“To achieve equality, companies must turn good intentions into concrete action.“
That was the rallying cry from McKinsey and LeanIn.org’s 2018 Women in the Workplace report – the largest, most comprehensive study of women in corporate America to date.
The report unveils sobering results about the progress we’re making towards an equal workplace.
“Companies report that they are highly committed to gender diversity. But that commitment has not translated into meaningful progress. The proportion of women at every level in corporate America has hardly changed. Progress isn’t just slow. It’s stalled.”
Why is that?
Just 1 in 5 C-suite leaders is a woman. And for the fourth year in a row a lack of diversity in senior roles can’t be explained by attrition – women aren’t leaving the workplace at a rate any faster than their male counterparts.
According to McKinsey, companies are disadvantaging women from the very beginning. Despite our best efforts, we’re still not hiring or promoting women in an inclusive way – which is “having a profound impact on the talent pipeline”.

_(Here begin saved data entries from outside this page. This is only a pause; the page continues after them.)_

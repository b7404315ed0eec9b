//! CLI Argument Parsing
//!
//! Global flags (--json, --color, --verbose) are inherited by all
//! subcommands. Every subcommand reads the same `key=value` config file;
//! flags only toggle per-run behaviour.

use std::path::PathBuf;

use clap::{Args, Parser, Subcommand};

#[derive(clap::ValueEnum, Debug, Clone, Copy, PartialEq, Eq)]
pub enum ColorWhen {
    Auto,
    Always,
    Never,
}

/// Dockhand - deploy one compose service to a remote host over SSH
#[derive(Parser, Debug)]
#[command(name = "dockhand")]
#[command(author, version, about, long_about = None)]
pub struct Cli {
    /// Emit NDJSON events instead of text
    #[arg(long, global = true)]
    pub json: bool,

    /// Color output mode
    #[arg(long, global = true, value_enum)]
    pub color: Option<ColorWhen>,

    /// Verbosity level (-v, -vv, -vvv)
    #[arg(short, long, action = clap::ArgAction::Count, global = true)]
    pub verbose: u8,

    #[command(subcommand)]
    pub command: Commands,
}

#[derive(Args, Debug, Clone)]
pub struct ConfigArg {
    /// Path to the deploy config file
    #[arg(short, long, default_value = "deploy.conf")]
    pub config: PathBuf,
}

#[derive(Args, Debug, Clone)]
pub struct DeployArgs {
    #[command(flatten)]
    pub target: ConfigArg,

    /// Rebuild the image without the layer cache
    #[arg(long)]
    pub no_cache: bool,

    /// Do not run migrations
    #[arg(long)]
    pub skip_migrations: bool,

    /// Print what would run without touching the host
    #[arg(long)]
    pub dry_run: bool,

    /// Run every command on this machine instead of over SSH
    #[arg(long)]
    pub local: bool,

    /// Skip the confirmation prompt
    #[arg(short, long)]
    pub yes: bool,
}

#[derive(Subcommand, Debug)]
pub enum Commands {
    /// Run the full pipeline: source, build, migrate, cutover, cleanup
    Deploy(DeployArgs),

    /// Load the config and verify local files (no network)
    Check(ConfigArg),

    /// Show the command sequence a deploy would issue
    Plan {
        #[command(flatten)]
        target: ConfigArg,

        /// Plan a build without the layer cache
        #[arg(long)]
        no_cache: bool,

        /// Plan without migrations
        #[arg(long)]
        skip_migrations: bool,
    },
}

What’s more, the situation is worse for women of colour and lesbian women. And issues like everyday sexism and racism in the form of microaggressions are disadvantaging everyone in the workplace.
What to do about it?
McKinsey recommend 6 critical actions companies should take to move the needle on gender diversity:
1. Get the basics right—targets, reporting, and accountability.
2. Ensure that hiring and promotions are fair.

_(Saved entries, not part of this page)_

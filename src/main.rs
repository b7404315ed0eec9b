//! Dockhand CLI - remote container deployment orchestrator
//!
//! Usage: dockhand <COMMAND>
//!
//! Commands:
//!   deploy  Run the full pipeline against the configured host
//!   check   Validate the config and local files without connecting
//!   plan    Print the command sequence a deploy would issue

mod cli;
mod commands;
mod ui;

use std::process::ExitCode;

use anyhow::Result;
use clap::Parser;
use tracing_subscriber::EnvFilter;

use cli::{Cli, Commands};
use ui::context::UiContext;

fn main() -> ExitCode {
    let cli = Cli::parse();
    init_tracing(cli.verbose);

    let json = cli.json;
    match run(cli) {
        Ok(()) => ExitCode::SUCCESS,
        Err(err) => {
            ui::error::print_error(&err, json);
            ExitCode::from(ui::error::exit_code(&err).clamp(1, 255) as u8)
        }
    }
}

fn run(cli: Cli) -> Result<()> {
    let ui = UiContext::new(cli.json, cli.verbose, cli.color);

    match cli.command {
        Commands::Deploy(args) => commands::cmd_deploy(&args, &ui),
        Commands::Check(target) => commands::cmd_check(&target.config, &ui),
        Commands::Plan {
            target,
            no_cache,
            skip_migrations,
        } => commands::cmd_plan(&target.config, no_cache, skip_migrations, &ui),
    }
}

/// Diagnostics go to stderr; `RUST_LOG` overrides the `-v` count
fn init_tracing(verbose: u8) {
    let level = match verbose {
        0 => "error",
        1 => "info",
        2 => "debug",
        _ => "trace",
    };
    let filter = EnvFilter::try_from_default_env()
        .unwrap_or_else(|_| EnvFilter::new(format!("dockhand={}", level)));

    tracing_subscriber::fmt()
        .with_env_filter(filter)
        .with_writer(std::io::stderr)
        .with_target(false)
        .init();
}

3. Make senior leaders and managers champions of diversity.
4. Foster an inclusive and respectful culture.
5. Make the Only experience rare.
6. Offer employees the flexibility to fit work into their lives.

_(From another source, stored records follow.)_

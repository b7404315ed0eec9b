#![no_main]

use std::path::Path;

use libfuzzer_sys::fuzz_target;

fuzz_target!(|data: &[u8]| {
    if let Ok(content) = std::str::from_utf8(data) {
        // Parsing and validation should never panic
        let entries = dockhand::config::parse_entries(content);
        let _ = dockhand::config::from_entries(&entries, Path::new("/etc/dockhand"));
        let _ = dockhand::config::unknown_key_warnings(&entries);
    }
});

McKinsey’s findings mirror our observations of what works when it comes to building a more inclusive culture.
While we see many organisations put critical processes into place to increase diversity in their workforce – using targets, restructures and changing their hiring processes – we see fewer organisations prioritise helping every person at every level understand what it truly means to be inclusive. And then put that inclusive behaviour into action.
If every person had a toolkit for challenging biased behaviour and practices when they saw them, companies could immediately take action on each of McKinsey’s six recommendations – and start hiring and promoting women and men to manager at equal rates.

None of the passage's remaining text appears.